_Dataset entries_
Segment Open
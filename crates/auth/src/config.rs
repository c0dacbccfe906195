//! Token service configuration.
//!
//! Secrets and lifetimes come from the environment:
//!
//! | variable | required | default |
//! |---|---|---|
//! | `GATEKEEP_ACCESS_SECRET` | yes | |
//! | `GATEKEEP_REFRESH_SECRET` | yes | |
//! | `GATEKEEP_ACCESS_TTL_SECS` | no | 900 (15 minutes) |
//! | `GATEKEEP_REFRESH_TTL_SECS` | no | 2592000 (30 days) |

use chrono::Duration;
use thiserror::Error;

pub const ACCESS_SECRET_VAR: &str = "GATEKEEP_ACCESS_SECRET";
pub const REFRESH_SECRET_VAR: &str = "GATEKEEP_REFRESH_SECRET";
pub const ACCESS_TTL_VAR: &str = "GATEKEEP_ACCESS_TTL_SECS";
pub const REFRESH_TTL_VAR: &str = "GATEKEEP_REFRESH_TTL_SECS";

/// Upper bound for either lifetime (10 years).
pub const MAX_TTL_SECS: i64 = 10 * 365 * 24 * 60 * 60;

#[derive(Debug, Error, Clone, PartialEq, Eq)]
pub enum ConfigError {
    #[error("{0} is not set")]
    Missing(&'static str),

    #[error("{0} must not be empty")]
    Empty(&'static str),

    #[error("{name} must be between 1 and {max} seconds, got {value:?}", max = MAX_TTL_SECS)]
    InvalidTtl { name: &'static str, value: String },

    #[error("access and refresh secrets must differ")]
    SharedSecret,
}

#[derive(Clone, PartialEq, Eq)]
pub struct TokenConfig {
    pub access_secret: Vec<u8>,
    pub refresh_secret: Vec<u8>,
    pub access_ttl: Duration,
    pub refresh_ttl: Duration,
}

impl std::fmt::Debug for TokenConfig {
    fn fmt(&self, f: &mut std::fmt::Formatter<'_>) -> std::fmt::Result {
        f.debug_struct("TokenConfig")
            .field("access_secret", &"<redacted>")
            .field("refresh_secret", &"<redacted>")
            .field("access_ttl", &self.access_ttl)
            .field("refresh_ttl", &self.refresh_ttl)
            .finish()
    }
}

impl TokenConfig {
    pub fn default_access_ttl() -> Duration {
        Duration::minutes(15)
    }

    pub fn default_refresh_ttl() -> Duration {
        Duration::days(30)
    }

    /// Config with default lifetimes.
    pub fn new(access_secret: impl Into<Vec<u8>>, refresh_secret: impl Into<Vec<u8>>) -> Self {
        Self {
            access_secret: access_secret.into(),
            refresh_secret: refresh_secret.into(),
            access_ttl: Self::default_access_ttl(),
            refresh_ttl: Self::default_refresh_ttl(),
        }
    }

    pub fn with_access_ttl(mut self, ttl: Duration) -> Self {
        self.access_ttl = ttl;
        self
    }

    pub fn with_refresh_ttl(mut self, ttl: Duration) -> Self {
        self.refresh_ttl = ttl;
        self
    }

    pub fn from_env() -> Result<Self, ConfigError> {
        Self::from_lookup(|name| std::env::var(name).ok())
    }

    /// Build from an arbitrary variable source.
    pub fn from_lookup<F>(lookup: F) -> Result<Self, ConfigError>
    where
        F: Fn(&str) -> Option<String>,
    {
        let access_secret = lookup(ACCESS_SECRET_VAR).ok_or(ConfigError::Missing(ACCESS_SECRET_VAR))?;
        let refresh_secret =
            lookup(REFRESH_SECRET_VAR).ok_or(ConfigError::Missing(REFRESH_SECRET_VAR))?;

        let mut config = Self::new(access_secret, refresh_secret);
        if let Some(raw) = lookup(ACCESS_TTL_VAR) {
            config.access_ttl = parse_ttl(ACCESS_TTL_VAR, &raw)?;
        }
        if let Some(raw) = lookup(REFRESH_TTL_VAR) {
            config.refresh_ttl = parse_ttl(REFRESH_TTL_VAR, &raw)?;
        }

        config.validate()?;
        if config.access_ttl > Self::default_access_ttl() {
            tracing::warn!(
                access_ttl_secs = config.access_ttl.num_seconds(),
                "access credential lifetime exceeds 15 minutes; revocation lag grows with it"
            );
        }
        Ok(config)
    }

    pub fn validate(&self) -> Result<(), ConfigError> {
        if self.access_secret.is_empty() {
            return Err(ConfigError::Empty(ACCESS_SECRET_VAR));
        }
        if self.refresh_secret.is_empty() {
            return Err(ConfigError::Empty(REFRESH_SECRET_VAR));
        }
        if self.access_secret == self.refresh_secret {
            return Err(ConfigError::SharedSecret);
        }
        for (name, ttl) in [
            (ACCESS_TTL_VAR, self.access_ttl),
            (REFRESH_TTL_VAR, self.refresh_ttl),
        ] {
            if ttl <= Duration::zero() || ttl.num_seconds() > MAX_TTL_SECS {
                return Err(ConfigError::InvalidTtl {
                    name,
                    value: ttl.num_seconds().to_string(),
                });
            }
        }
        Ok(())
    }
}

fn parse_ttl(name: &'static str, raw: &str) -> Result<Duration, ConfigError> {
    let invalid = || ConfigError::InvalidTtl {
        name,
        value: raw.to_string(),
    };
    match raw.trim().parse::<i64>() {
        Ok(secs) if (1..=MAX_TTL_SECS).contains(&secs) => {
            Duration::try_seconds(secs).ok_or_else(invalid)
        }
        _ => Err(invalid()),
    }
}
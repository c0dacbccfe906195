use serde::{Deserialize, Serialize};

use gatekeep_core::PrincipalId;

use crate::PermissionGrant;

/// An authenticated principal, as recovered from a valid access credential.
///
/// Immutable for the lifetime of one request; grants are whatever was baked
/// into the credential at rotation time.
#[derive(Debug, Clone, PartialEq, Eq, Serialize, Deserialize)]
pub struct Principal {
    pub id: PrincipalId,
    pub grants: Vec<PermissionGrant>,
}

impl Principal {
    pub fn new(id: PrincipalId, grants: Vec<PermissionGrant>) -> Self {
        Self { id, grants }
    }
}
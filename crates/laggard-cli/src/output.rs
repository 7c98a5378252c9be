//! Ranking output.

use laggard_core::TestResult;

/// Render the ranking as an aligned table. Deterministic, unit-testable.
#[must_use]
pub fn render_table(results: &[TestResult]) -> String {
    if results.is_empty() {
        return "no results\n".to_string();
    }

    let name_width = results
        .iter()
        .map(|r| display_name(r).len())
        .chain(["NAME".len()])
        .max()
        .unwrap_or(0);
    let status_width = results
        .iter()
        .map(|r| r.status.len())
        .chain(["STATUS".len()])
        .max()
        .unwrap_or(0);

    let mut out = String::new();
    out.push_str(&format!(
        "{:>4}  {:>12}  {:<status_width$}  {:<name_width$}  URL\n",
        "#", "DURATION", "STATUS", "NAME",
    ));
    for (rank, result) in results.iter().enumerate() {
        out.push_str(&format!(
            "{:>4}  {:>11.3}s  {:<status_width$}  {:<name_width$}  {}\n",
            rank + 1,
            result.duration_secs,
            result.status,
            display_name(result),
            result.url,
        ));
    }
    out
}

/// Class-qualified name for matrix cases, display name otherwise.
fn display_name(result: &TestResult) -> String {
    if result.class_name.is_empty() {
        result.name.clone()
    } else {
        format!("{}.{}", result.class_name, result.name)
    }
}
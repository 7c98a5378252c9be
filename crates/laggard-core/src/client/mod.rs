//! Report client for fetching CI report documents.
//!
//! Public API: no status code knowledge. All HTTP/status mapping in http.rs.

use std::time::Duration;

use reqwest::header::{HeaderMap, HeaderValue, USER_AGENT};
use tracing::debug;

use crate::config::AggregatorConfig;
use crate::error::{AggregateError, AggregateResult};

mod http;

use http::HttpBackend;

const USER_AGENT_VALUE: &str = concat!("laggard/", env!("CARGO_PKG_VERSION"));

/// Client for a CI server's JSON report tree.
#[derive(Debug, Clone)]
pub struct ReportClient {
    http: HttpBackend,
}

impl ReportClient {
    /// Create a client with the configured timeout.
    pub fn new(config: &AggregatorConfig) -> AggregateResult<Self> {
        let mut default_headers = HeaderMap::new();
        default_headers.insert(USER_AGENT, HeaderValue::from_static(USER_AGENT_VALUE));

        let client = reqwest::Client::builder()
            .timeout(Duration::from_secs(config.timeout_secs))
            .default_headers(default_headers)
            .build()
            .map_err(|e| AggregateError::Network {
                message: format!("failed to create HTTP client: {e}"),
            })?;

        Ok(Self {
            http: HttpBackend { client },
        })
    }

    /// Fetch the build document at `<build_url>/api/json`.
    pub async fn fetch_build(&self, build_url: &str) -> AggregateResult<serde_json::Value> {
        let url = join(build_url, "api/json");
        debug!(url = %url, "fetching build report");
        self.http.get_json(&url).await
    }

    /// Fetch the test report document at `<build_url>/testReport/api/json`.
    pub async fn fetch_test_report(&self, build_url: &str) -> AggregateResult<serde_json::Value> {
        let url = join(build_url, "testReport/api/json");
        debug!(url = %url, "fetching test report");
        self.http.get_json(&url).await
    }
}

fn join(base: &str, suffix: &str) -> String {
    format!("{}/{}", base.trim_end_matches('/'), suffix)
}
//! Wire types for the CI server's JSON report tree.

use serde::Deserialize;

/// Root document of a single (non-matrix) build, `<build>/api/json`.
#[derive(Debug, Clone, Deserialize)]
pub struct BuildReport {
    /// Build duration in milliseconds.
    pub duration: f64,

    /// Build display name (job + build number).
    #[serde(rename = "fullDisplayName")]
    pub full_display_name: String,

    /// Build result (SUCCESS/FAILURE/...); null while the build runs.
    #[serde(default)]
    pub result: Option<String>,

    /// Absolute build URL.
    pub url: String,
}

/// Root document of a matrix test report, `<build>/testReport/api/json`.
#[derive(Debug, Clone, Deserialize)]
pub struct MatrixReport {
    /// One entry per axis combination.
    #[serde(rename = "childReports", default)]
    pub child_reports: Vec<ChildReport>,
}

/// One axis combination's report entry.
#[derive(Debug, Clone, Deserialize)]
pub struct ChildReport {
    /// The axis build this entry belongs to.
    pub child: ChildRef,

    /// Absent or null until the CI server has computed this axis.
    #[serde(default)]
    pub result: Option<ChildResult>,
}

/// Reference to an axis build.
#[derive(Debug, Clone, Deserialize)]
pub struct ChildRef {
    /// Absolute (possibly percent-encoded) axis build URL.
    pub url: String,
}

/// Computed test result tree for one axis.
#[derive(Debug, Clone, Deserialize)]
pub struct ChildResult {
    /// Test suites, each holding individual cases.
    #[serde(default)]
    pub suites: Vec<SuiteReport>,
}

/// One test suite.
#[derive(Debug, Clone, Deserialize)]
pub struct SuiteReport {
    /// Individual test executions.
    #[serde(default)]
    pub cases: Vec<CaseReport>,
}

/// One test execution.
#[derive(Debug, Clone, Deserialize)]
pub struct CaseReport {
    /// Fully-qualified test class.
    #[serde(rename = "className")]
    pub class_name: String,

    /// Case duration in seconds.
    pub duration: f64,

    /// Test method or scenario name.
    pub name: String,

    /// Case status (PASSED/FAILED/SKIPPED/...).
    pub status: String,
}
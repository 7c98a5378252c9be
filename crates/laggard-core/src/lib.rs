//! Slowest-test aggregation over a CI server's federated JSON report tree.
//!
//! This crate harvests per-test timing records from (possibly matrix) build
//! reports and maintains a globally ranked, bounded list of the slowest test
//! executions across repeated polls:
//!
//! - Extraction of timing records from single-build and matrix reports
//! - Bounded retry while matrix sub-reports are still being computed
//! - A mutex-guarded top-K store shared by concurrent aggregations
//! - Per-test report-URL reconstruction and axis extraction
//!
//! # Quick Start
//!
//! ```no_run
//! use laggard_core::{Aggregator, AggregatorConfig, SlowestResults};
//!
//! # async fn example() -> laggard_core::AggregateResult<()> {
//! let aggregator = Aggregator::new(&AggregatorConfig::from_env())?;
//! let store = SlowestResults::new(10);
//!
//! aggregator
//!     .aggregate_into(&store, "portal-acceptance", "https://ci.example.com/job/portal-acceptance/17")
//!     .await?;
//!
//! for result in store.snapshot() {
//!     println!("{:10.3}s  {}", result.duration_secs, result.name);
//! }
//! # Ok(())
//! # }
//! ```
//!
//! # Configuration
//!
//! | Environment Variable | Description |
//! |---------------------|-------------|
//! | `LAGGARD_TIMEOUT` | HTTP request timeout in seconds (default: 30) |
//! | `LAGGARD_MAX_RETRIES` | Retries after the first attempt (default: 5) |
//! | `LAGGARD_RETRY_DELAY` | Wait between attempts in seconds (default: 30) |
//! | `LAGGARD_DEADLINE` | Overall deadline per aggregation in seconds (default: none) |

pub mod aggregator;
pub mod client;
pub mod config;
pub mod error;
pub mod extract;
pub mod model;
pub mod report;
pub mod report_url;
pub mod store;

// Re-export main types
pub use aggregator::{Aggregator, RetryPolicy};
pub use client::ReportClient;
pub use config::AggregatorConfig;
pub use error::{AggregateError, AggregateResult};
pub use extract::{extract_build, extract_results};
pub use model::TestResult;
pub use report::{BuildReport, CaseReport, ChildRef, ChildReport, ChildResult, MatrixReport, SuiteReport};
pub use report_url::NamingStrategy;
pub use store::SlowestResults;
Segment Closed
_INSTRUCTIONS FOR THE TASK_
In the preceding records, how many lines include the word "suites"? Reply with the number only.

_ANSWER TO THIS EXERCISE_
2